When you think Greek islands, chances are it’s probably Mykonos’ bustling waterfront hugged by an azure Aegean, or Santorini’s whitewashed, cliffside churches with blue domes.
It’s the Greece of Mamma Mia, cave hotels that cost an arm-and-a-leg per night, and overpolished villages where you’re more likely to find a Hermès outlet than chatty yiayias gossiping on their front porches all day.
Listen, I’ve been to over 20 Greek islands at this point, from the Italian-influenced Ioanian side, down to the secret gems of the Saronic, the touristy Cyclades, and all the way east to the Dodecanese.
Santorini, Corfu, Paxos, Aegina, Milos, Hydra, you name it.
I’ve splurged on $1,000 caldera-view rooms in Oia, dived from the world-famous cliffs in Sarakiniko Beach, idly watched sunsets over the Byzantine monastery in Folegandros, and went off-path in the Mastic heartland of Turkey-facing Chios, but there’s one island that keeps pulling me back.
Greece Like You Never Imagined It
My Pearl of the Dodecanese, Rhodes is perhaps Greece’s most unsung cultural destination, and a paradisiacal island packed-full of timeless horios (traditional inland villages) and fringed by some of the turquoise-most waters in the entire Mediterranean.

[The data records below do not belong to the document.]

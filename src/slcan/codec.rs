//! # SLCAN (Lawicel) ASCII Codec
//!
//! Frames are exchanged with USB-serial CAN adapters as carriage-return
//! terminated ASCII lines:
//!
//! | Line | Meaning |
//! |------|---------|
//! | `tIIILDD..` | Standard data frame, 3 hex id digits, DLC digit, 2 hex digits per byte |
//! | `TIIIIIIIILDD..` | Extended data frame, 8 hex id digits |
//! | `rIIIL` / `RIIIIIIIIL` | Remote frames (ignored by the bridge) |
//! | `z` / `Z` | Transmit acknowledgements |
//! | *(empty)* | Command acknowledgement |
//! | `0x07` | Command rejected (BELL) |
//!
//! Some adapters append a 4-digit timestamp after the data; it is ignored.

use crate::can::protocol::{CanFrame, CAN_MAX_DLC};
use crate::error::{BridgeError, Result};

/// Line terminator
pub const SLCAN_CR: u8 = b'\r';

/// Error response
pub const SLCAN_BELL: u8 = 0x07;

/// Close channel command
pub const SLCAN_CLOSE: &[u8] = b"C\r";

/// Open channel command
pub const SLCAN_OPEN: &[u8] = b"O\r";

/// Supported bus bitrates and their `S<n>` setup codes
pub const SLCAN_BITRATES: [(u32, u8); 9] = [
    (10_000, 0),
    (20_000, 1),
    (50_000, 2),
    (100_000, 3),
    (125_000, 4),
    (250_000, 5),
    (500_000, 6),
    (800_000, 7),
    (1_000_000, 8),
];

const HEX_DIGITS: &[u8; 16] = b"0123456789ABCDEF";

/// Build the `S<n>\r` bitrate setup command
///
/// Returns `None` for bitrates the SLCAN protocol has no code for.
pub fn bitrate_command(bitrate: u32) -> Option<[u8; 3]> {
    SLCAN_BITRATES
        .iter()
        .find(|(rate, _)| *rate == bitrate)
        .map(|(_, code)| [b'S', b'0' + code, SLCAN_CR])
}

/// Encode a data frame as an SLCAN transmit command (including the trailing CR)
///
/// # Examples
///
/// ```
/// use buttonbox_bridge::can::CanFrame;
/// use buttonbox_bridge::slcan::codec::encode_frame;
///
/// let frame = CanFrame::new(0x701, &[0x00, 0x00, 0x00, 0x01]).unwrap();
/// assert_eq!(encode_frame(&frame), b"t701400000001\r".to_vec());
/// ```
pub fn encode_frame(frame: &CanFrame) -> Vec<u8> {
    let id_digits = if frame.is_extended() { 8 } else { 3 };
    let mut line = Vec::with_capacity(2 + id_digits + frame.len() * 2 + 1);

    line.push(if frame.is_extended() { b'T' } else { b't' });
    for shift in (0..id_digits).rev() {
        line.push(HEX_DIGITS[((frame.id() >> (shift * 4)) & 0xF) as usize]);
    }
    line.push(b'0' + frame.len() as u8);
    for &byte in frame.data() {
        line.push(HEX_DIGITS[(byte >> 4) as usize]);
        line.push(HEX_DIGITS[(byte & 0xF) as usize]);
    }
    line.push(SLCAN_CR);

    line
}

/// Decode one SLCAN line (terminator already stripped)
///
/// # Returns
///
/// * `Ok(Some(frame))` - a received data frame
/// * `Ok(None)` - an acknowledgement or remote frame, nothing to deliver
///
/// # Errors
///
/// Returns error if the line is a truncated or non-hex frame, or an unknown response
pub fn decode_line(line: &[u8]) -> Result<Option<CanFrame>> {
    let Some((&kind, rest)) = line.split_first() else {
        return Ok(None);
    };

    match kind {
        b't' => decode_data(rest, 3, false).map(Some),
        b'T' => decode_data(rest, 8, true).map(Some),
        b'r' | b'R' | b'z' | b'Z' => Ok(None),
        other => Err(BridgeError::Codec(format!(
            "Unexpected SLCAN response 0x{:02X}",
            other
        ))),
    }
}

fn decode_data(rest: &[u8], id_digits: usize, extended: bool) -> Result<CanFrame> {
    if rest.len() < id_digits + 1 {
        return Err(BridgeError::Codec(format!(
            "SLCAN frame too short: {} bytes",
            rest.len() + 1
        )));
    }

    let id = parse_hex(&rest[..id_digits])?;

    let dlc = rest[id_digits].wrapping_sub(b'0') as usize;
    if dlc > CAN_MAX_DLC {
        return Err(BridgeError::Codec(format!(
            "Invalid SLCAN DLC '{}'",
            rest[id_digits] as char
        )));
    }

    let hex = &rest[id_digits + 1..];
    if hex.len() < dlc * 2 {
        return Err(BridgeError::Codec(format!(
            "SLCAN frame truncated: DLC {} but {} data digits",
            dlc,
            hex.len()
        )));
    }

    let mut data = [0u8; CAN_MAX_DLC];
    for (i, pair) in hex[..dlc * 2].chunks_exact(2).enumerate() {
        data[i] = parse_hex(pair)? as u8;
    }

    if extended {
        CanFrame::new_extended(id, &data[..dlc])
    } else {
        CanFrame::new(id, &data[..dlc])
    }
}

fn parse_hex(digits: &[u8]) -> Result<u32> {
    digits.iter().try_fold(0u32, |acc, &d| {
        let nibble = match d {
            b'0'..=b'9' => d - b'0',
            b'a'..=b'f' => d - b'a' + 10,
            b'A'..=b'F' => d - b'A' + 10,
            _ => {
                return Err(BridgeError::Codec(format!(
                    "Invalid hex digit '{}'",
                    d as char
                )))
            }
        };
        Ok((acc << 4) | nibble as u32)
    })
}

Unlike Santorini, Rhodes ain’t just a weekend getaway. You’re gonna wanna kick back there for at least a week, maybe longer. And just so you know, it’s not exactly some hidden gem. At least, not if you’re European.
It’s actually quite popular, hosting over 3.5 million tourists yearly, mostly from the Northerly countries, placing second in popularity right after Crete. Thing is, if you’re an American, chances are you’ve probably never heard of it.
Not being cheeky or anti-American here. I love y’all. It’s just facts.
Americans make up only a tiny fraction of Greece’s overall arrivals, around 3–5% of visitors, and needless to say, a majority will touch down in Athens, the capital, and as far as island-hopping goes, it’s of course the Mykonos–Santorini duo that’s on their radar.
Even though, hem, Greece has over 200 islands to pick from, but hey, I digress.
I can’t stop gorgeous influencers flinting about Oia in flying dresses from selling to you the surface-level Greece, but I can tell you why I believe there’s no place better to experience Greek culture than an arguably-offbeat Rhodes:
A Truly Mind-Blowing Medieval Capital
One of the best-preserved, as well as the largest medieval center still inhabited in Europe—it’s no wonder I included it in my top 5 all-time favorite European destinations—Rhodes Town is the kind of storybook location you’d have thought could only exist in period dramas.
It’s been under the control of every civilization you could possibly name, from the Ancient Hellenes, to the Romans, their Byzantine successors, the Ottomans, Napoleonic France, and even the Italians, so it’s truly no wonder it looks incredibly diverse for a Greek city.
I’m talking a labyrinthine center cut through with winding, cobbled lanes, French-style auberges (built by the French themselves), towering minarets dating back to the Turkish period, and imposing ramparts, city gates, and stone bridges over deep moats.
One building I find particularly fascinating is the Palace of the Grand Master, a rare example of a Western-style medieval fortification this far east in the Mediterranean, looking no different than your average French château.
Paved with uneven cobbles and flanked by medieval inns, the Street of the Knights is one of the most beautiful I’ve seen in the whole of the Old Continent, and of course, there’s no Rhodes without its iconic Mandraki Harbor.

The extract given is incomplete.